Problem statement:
The answer must be the full listing, restated word for word.

Records supplied:
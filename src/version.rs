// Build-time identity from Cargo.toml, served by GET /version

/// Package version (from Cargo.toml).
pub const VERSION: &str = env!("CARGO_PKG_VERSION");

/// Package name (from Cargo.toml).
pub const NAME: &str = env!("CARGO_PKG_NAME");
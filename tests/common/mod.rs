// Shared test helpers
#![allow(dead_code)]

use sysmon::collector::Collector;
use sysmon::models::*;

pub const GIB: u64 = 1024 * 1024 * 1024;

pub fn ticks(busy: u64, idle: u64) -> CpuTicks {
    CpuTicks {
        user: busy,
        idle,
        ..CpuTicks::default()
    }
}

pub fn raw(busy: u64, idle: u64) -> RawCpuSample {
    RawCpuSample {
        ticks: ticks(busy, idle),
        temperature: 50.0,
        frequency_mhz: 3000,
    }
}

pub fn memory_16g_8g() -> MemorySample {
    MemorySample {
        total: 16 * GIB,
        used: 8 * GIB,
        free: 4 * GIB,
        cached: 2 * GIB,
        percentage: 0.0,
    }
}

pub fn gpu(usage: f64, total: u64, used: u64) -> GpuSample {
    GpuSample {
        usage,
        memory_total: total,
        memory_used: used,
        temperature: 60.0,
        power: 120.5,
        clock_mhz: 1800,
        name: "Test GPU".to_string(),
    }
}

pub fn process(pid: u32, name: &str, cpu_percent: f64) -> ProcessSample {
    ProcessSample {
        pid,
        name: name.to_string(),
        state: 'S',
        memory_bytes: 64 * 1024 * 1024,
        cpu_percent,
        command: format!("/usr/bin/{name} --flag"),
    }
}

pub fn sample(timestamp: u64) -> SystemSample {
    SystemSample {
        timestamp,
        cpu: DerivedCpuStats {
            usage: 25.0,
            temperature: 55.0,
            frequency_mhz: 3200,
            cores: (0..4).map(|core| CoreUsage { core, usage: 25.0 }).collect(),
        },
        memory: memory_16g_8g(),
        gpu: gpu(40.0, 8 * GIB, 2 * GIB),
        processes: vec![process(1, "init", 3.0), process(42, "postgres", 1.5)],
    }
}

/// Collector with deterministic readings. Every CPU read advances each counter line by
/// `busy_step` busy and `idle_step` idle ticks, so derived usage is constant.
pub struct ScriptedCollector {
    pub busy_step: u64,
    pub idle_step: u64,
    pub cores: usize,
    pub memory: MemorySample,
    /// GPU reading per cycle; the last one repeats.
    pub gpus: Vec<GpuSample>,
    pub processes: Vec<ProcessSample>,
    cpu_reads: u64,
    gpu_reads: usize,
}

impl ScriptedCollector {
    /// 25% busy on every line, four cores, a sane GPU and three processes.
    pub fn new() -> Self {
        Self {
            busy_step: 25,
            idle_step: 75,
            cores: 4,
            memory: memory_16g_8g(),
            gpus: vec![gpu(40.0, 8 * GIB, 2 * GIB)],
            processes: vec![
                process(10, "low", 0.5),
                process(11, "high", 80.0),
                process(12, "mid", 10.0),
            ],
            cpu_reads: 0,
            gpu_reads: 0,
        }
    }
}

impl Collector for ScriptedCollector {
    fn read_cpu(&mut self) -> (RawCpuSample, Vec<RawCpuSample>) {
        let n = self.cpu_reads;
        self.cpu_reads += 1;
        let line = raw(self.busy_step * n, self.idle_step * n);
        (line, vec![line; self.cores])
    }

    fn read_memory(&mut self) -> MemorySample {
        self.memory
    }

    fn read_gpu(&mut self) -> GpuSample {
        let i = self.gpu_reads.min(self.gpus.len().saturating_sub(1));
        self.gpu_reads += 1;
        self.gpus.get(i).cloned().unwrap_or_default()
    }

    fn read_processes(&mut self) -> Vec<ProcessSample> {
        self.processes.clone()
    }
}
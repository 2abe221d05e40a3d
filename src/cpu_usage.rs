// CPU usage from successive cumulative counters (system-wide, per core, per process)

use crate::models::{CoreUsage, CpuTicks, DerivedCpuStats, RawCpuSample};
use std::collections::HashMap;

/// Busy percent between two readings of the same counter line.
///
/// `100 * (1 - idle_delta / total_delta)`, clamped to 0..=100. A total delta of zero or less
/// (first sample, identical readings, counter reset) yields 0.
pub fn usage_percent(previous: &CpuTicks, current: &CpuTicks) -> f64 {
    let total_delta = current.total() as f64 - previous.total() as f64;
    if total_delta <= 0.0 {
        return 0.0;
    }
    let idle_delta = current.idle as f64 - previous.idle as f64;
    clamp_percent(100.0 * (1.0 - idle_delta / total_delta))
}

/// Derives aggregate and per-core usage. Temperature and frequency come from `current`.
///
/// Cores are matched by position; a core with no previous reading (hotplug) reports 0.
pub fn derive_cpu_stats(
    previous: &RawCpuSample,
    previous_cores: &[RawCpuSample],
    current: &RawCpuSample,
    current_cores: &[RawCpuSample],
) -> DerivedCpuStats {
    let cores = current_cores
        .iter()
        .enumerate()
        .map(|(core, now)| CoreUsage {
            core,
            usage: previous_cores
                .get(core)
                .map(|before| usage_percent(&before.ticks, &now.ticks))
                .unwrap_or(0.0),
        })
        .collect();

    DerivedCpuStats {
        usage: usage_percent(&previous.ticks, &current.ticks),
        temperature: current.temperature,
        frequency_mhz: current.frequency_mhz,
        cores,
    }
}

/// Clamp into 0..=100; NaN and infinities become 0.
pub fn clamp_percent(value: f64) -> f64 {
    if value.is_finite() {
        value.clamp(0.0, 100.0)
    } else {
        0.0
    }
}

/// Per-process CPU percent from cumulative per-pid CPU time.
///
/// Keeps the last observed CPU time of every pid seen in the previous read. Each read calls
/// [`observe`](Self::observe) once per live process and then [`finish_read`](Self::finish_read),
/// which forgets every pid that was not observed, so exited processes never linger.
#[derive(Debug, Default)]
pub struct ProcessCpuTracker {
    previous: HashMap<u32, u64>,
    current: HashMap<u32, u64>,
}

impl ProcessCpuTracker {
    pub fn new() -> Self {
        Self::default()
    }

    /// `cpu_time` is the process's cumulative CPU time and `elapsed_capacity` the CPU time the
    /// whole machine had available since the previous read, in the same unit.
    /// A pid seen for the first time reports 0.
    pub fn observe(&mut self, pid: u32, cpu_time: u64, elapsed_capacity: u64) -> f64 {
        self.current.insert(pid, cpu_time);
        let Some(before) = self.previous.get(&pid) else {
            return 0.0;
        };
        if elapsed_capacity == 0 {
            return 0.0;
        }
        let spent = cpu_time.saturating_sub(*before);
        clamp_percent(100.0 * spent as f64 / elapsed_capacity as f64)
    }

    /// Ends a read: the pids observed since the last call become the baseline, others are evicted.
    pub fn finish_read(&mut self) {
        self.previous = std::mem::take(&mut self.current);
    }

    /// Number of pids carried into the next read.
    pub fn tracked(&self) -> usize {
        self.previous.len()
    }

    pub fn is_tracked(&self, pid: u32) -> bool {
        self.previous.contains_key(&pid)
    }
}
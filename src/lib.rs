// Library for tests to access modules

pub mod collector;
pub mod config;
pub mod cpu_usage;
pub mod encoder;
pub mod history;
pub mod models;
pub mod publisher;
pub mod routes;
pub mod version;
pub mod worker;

The completed task:
filename src/version.rs
// Build-time identity from Cargo.toml, served by GET /version

/// Package version (from Cargo.toml).
pub const VERSION: &str = env!("CARGO_PKG_VERSION");

/// Package name (from Cargo.toml).
pub const NAME: &str = env!("CARGO_PKG_NAME");
filename tests/common/mod.rs
// Shared test helpers
#![allow(dead_code)]

use sysmon::collector::Collector;
use sysmon::models::*;

pub const GIB: u64 = 1024 * 1024 * 1024;

pub fn ticks(busy: u64, idle: u64) -> CpuTicks {
    CpuTicks {
        user: busy,
        idle,
        ..CpuTicks::default()
    }
}

pub fn raw(busy: u64, idle: u64) -> RawCpuSample {
    RawCpuSample {
        ticks: ticks(busy, idle),
        temperature: 50.0,
        frequency_mhz: 3000,
    }
}

pub fn memory_16g_8g() -> MemorySample {
    MemorySample {
        total: 16 * GIB,
        used: 8 * GIB,
        free: 4 * GIB,
        cached: 2 * GIB,
        percentage: 0.0,
    }
}

pub fn gpu(usage: f64, total: u64, used: u64) -> GpuSample {
    GpuSample {
        usage,
        memory_total: total,
        memory_used: used,
        temperature: 60.0,
        power: 120.5,
        clock_mhz: 1800,
        name: "Test GPU".to_string(),
    }
}

pub fn process(pid: u32, name: &str, cpu_percent: f64) -> ProcessSample {
    ProcessSample {
        pid,
        name: name.to_string(),
        state: 'S',
        memory_bytes: 64 * 1024 * 1024,
        cpu_percent,
        command: format!("/usr/bin/{name} --flag"),
    }
}

pub fn sample(timestamp: u64) -> SystemSample {
    SystemSample {
        timestamp,
        cpu: DerivedCpuStats {
            usage: 25.0,
            temperature: 55.0,
            frequency_mhz: 3200,
            cores: (0..4).map(|core| CoreUsage { core, usage: 25.0 }).collect(),
        },
        memory: memory_16g_8g(),
        gpu: gpu(40.0, 8 * GIB, 2 * GIB),
        processes: vec![process(1, "init", 3.0), process(42, "postgres", 1.5)],
    }
}

/// Collector with deterministic readings. Every CPU read advances each counter line by
/// `busy_step` busy and `idle_step` idle ticks, so derived usage is constant.
pub struct ScriptedCollector {
    pub busy_step: u64,
    pub idle_step: u64,
    pub cores: usize,
    pub memory: MemorySample,
    /// GPU reading per cycle; the last one repeats.
    pub gpus: Vec<GpuSample>,
    pub processes: Vec<ProcessSample>,
    cpu_reads: u64,
    gpu_reads: usize,
}

impl ScriptedCollector {
    /// 25% busy on every line, four cores, a sane GPU and three processes.
    pub fn new() -> Self {
        Self {
            busy_step: 25,
            idle_step: 75,
            cores: 4,
            memory: memory_16g_8g(),
            gpus: vec![gpu(40.0, 8 * GIB, 2 * GIB)],
            processes: vec![
                process(10, "low", 0.5),
                process(11, "high", 80.0),
                process(12, "mid", 10.0),
            ],
            cpu_reads: 0,
            gpu_reads: 0,
        }
    }
}

impl Collector for ScriptedCollector {
    fn read_cpu(&mut self) -> (RawCpuSample, Vec<RawCpuSample>) {
        let n = self.cpu_reads;
        self.cpu_reads += 1;
        let line = raw(self.busy_step * n, self.idle_step * n);
        (line, vec![line; self.cores])
    }

    fn read_memory(&mut self) -> MemorySample {
        self.memory
    }

    fn read_gpu(&mut self) -> GpuSample {
        let i = self.gpu_reads.min(self.gpus.len().saturating_sub(1));
        self.gpu_reads += 1;
        self.gpus.get(i).cloned().unwrap_or_default()
    }

    fn read_processes(&mut self) -> Vec<ProcessSample> {
        self.processes.clone()
    }
}
repository 2abe221d05e40a3d
filename src/cpu_usage.rs
// CPU usage from successive cumulative counters (system-wide, per core, per process)

use crate::models::{CoreUsage, CpuTicks, DerivedCpuStats, RawCpuSample};
use std::collections::HashMap;

/// Busy percent between two readings of the same counter line.
///
/// `100 * (1 - idle_delta / total_delta)`, clamped to 0..=100. A total delta of zero or less
/// (first sample, identical readings, counter reset) yields 0.
pub fn usage_percent(previous: &CpuTicks, current: &CpuTicks) -> f64 {
    let total_delta = current.total() as f64 - previous.total() as f64;
    if total_delta <= 0.0 {
        return 0.0;
    }
    let idle_delta = current.idle as f64 - previous.idle as f64;
    clamp_percent(100.0 * (1.0 - idle_delta / total_delta))
}

/// Derives aggregate and per-core usage. Temperature and frequency come from `current`.
///
/// Cores are matched by position; a core with no previous reading (hotplug) reports 0.
pub fn derive_cpu_stats(
    previous: &RawCpuSample,
    previous_cores: &[RawCpuSample],
    current: &RawCpuSample,
    current_cores: &[RawCpuSample],
) -> DerivedCpuStats {
    let cores = current_cores
        .iter()
        .enumerate()
        .map(|(core, now)| CoreUsage {
            core,
            usage: previous_cores
                .get(core)
                .map(|before| usage_percent(&before.ticks, &now.ticks))
                .unwrap_or(0.0),
        })
        .collect();

    DerivedCpuStats {
        usage: usage_percent(&previous.ticks, &current.ticks),
        temperature: current.temperature,
        frequency_mhz: current.frequency_mhz,
        cores,
    }
}

/// Clamp into 0..=100; NaN and infinities become 0.
pub fn clamp_percent(value: f64) -> f64 {
    if value.is_finite() {
        value.clamp(0.0, 100.0)
    } else {
        0.0
    }
}

/// Per-process CPU percent from cumulative per-pid CPU time.
///
/// Keeps the last observed CPU time of every pid seen in the previous read. Each read calls
/// [`observe`](Self::observe) once per live process and then [`finish_read`](Self::finish_read),
/// which forgets every pid that was not observed, so exited processes never linger.
#[derive(Debug, Default)]
pub struct ProcessCpuTracker {
    previous: HashMap<u32, u64>,
    current: HashMap<u32, u64>,
}

impl ProcessCpuTracker {
    pub fn new() -> Self {
        Self::default()
    }

    /// `cpu_time` is the process's cumulative CPU time and `elapsed_capacity` the CPU time the
    /// whole machine had available since the previous read, in the same unit.
    /// A pid seen for the first time reports 0.
    pub fn observe(&mut self, pid: u32, cpu_time: u64, elapsed_capacity: u64) -> f64 {
        self.current.insert(pid, cpu_time);
        let Some(before) = self.previous.get(&pid) else {
            return 0.0;
        };
        if elapsed_capacity == 0 {
            return 0.0;
        }
        let spent = cpu_time.saturating_sub(*before);
        clamp_percent(100.0 * spent as f64 / elapsed_capacity as f64)
    }

    /// Ends a read: the pids observed since the last call become the baseline, others are evicted.
    pub fn finish_read(&mut self) {
        self.previous = std::mem::take(&mut self.current);
    }

    /// Number of pids carried into the next read.
    pub fn tracked(&self) -> usize {
        self.previous.len()
    }

    pub fn is_tracked(&self, pid: u32) -> bool {
        self.previous.contains_key(&pid)
    }
}
filename src/lib.rs
// Library for tests to access modules

pub mod collector;
pub mod config;
pub mod cpu_usage;
pub mod encoder;
pub mod history;
pub mod models;
pub mod publisher;
pub mod routes;
pub mod version;
pub mod worker;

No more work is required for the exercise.